::: Exercise material :::
use thiserror::Error;

/// Internal transport-level error, mapped by each adapter's `search()` into a
/// [`research_core::models::ProviderCallStatus`] before it reaches a caller —
/// adapters never propagate a bare `Err` for an ordinary failure (§7:
/// transient transport and provider-quota kinds are both non-fatal).
#[derive(Error, Debug)]
pub enum ProviderError {
    #[error("authentication failed: {0}")]
    AuthenticationFailed(String),

    #[error("rate limit exceeded")]
    RateLimitExceeded,

    #[error("quota exhausted")]
    QuotaExhausted,

    #[error("invalid response: {0}")]
    InvalidResponse(String),

    #[error("network error: {0}")]
    NetworkError(String),

    #[error("provider API error {status_code}: {message}")]
    ApiError { status_code: u16, message: String },

    #[error("configuration error: {0}")]
    ConfigError(String),
}

impl From<reqwest::Error> for ProviderError {
    fn from(err: reqwest::Error) -> Self {
        if let Some(status) = err.status() {
            match status.as_u16() {
                402 => ProviderError::QuotaExhausted,
                429 => ProviderError::RateLimitExceeded,
                401 | 403 => ProviderError::AuthenticationFailed(status.to_string()),
                code => ProviderError::ApiError { status_code: code, message: err.to_string() },
            }
        } else if err.is_timeout() {
            ProviderError::NetworkError("request timed out".to_string())
        } else if err.is_connect() {
            ProviderError::NetworkError("connection failed".to_string())
        } else {
            ProviderError::NetworkError(err.to_string())
        }
    }
}

pub type ProviderResult<T> = Result<T, ProviderError>;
:::
▶ **What is being asked**
The answer should consist only of the lines from the one with "else if err.is_timeout()" to the final line of the records above, retyped word for word.

▶ **Reply**
        } else if err.is_timeout() {
            ProviderError::NetworkError("request timed out".to_string())
        } else if err.is_connect() {
            ProviderError::NetworkError("connection failed".to_string())
        } else {
            ProviderError::NetworkError(err.to_string())
        }
    }
}

pub type ProviderResult<T> = Result<T, ProviderError>;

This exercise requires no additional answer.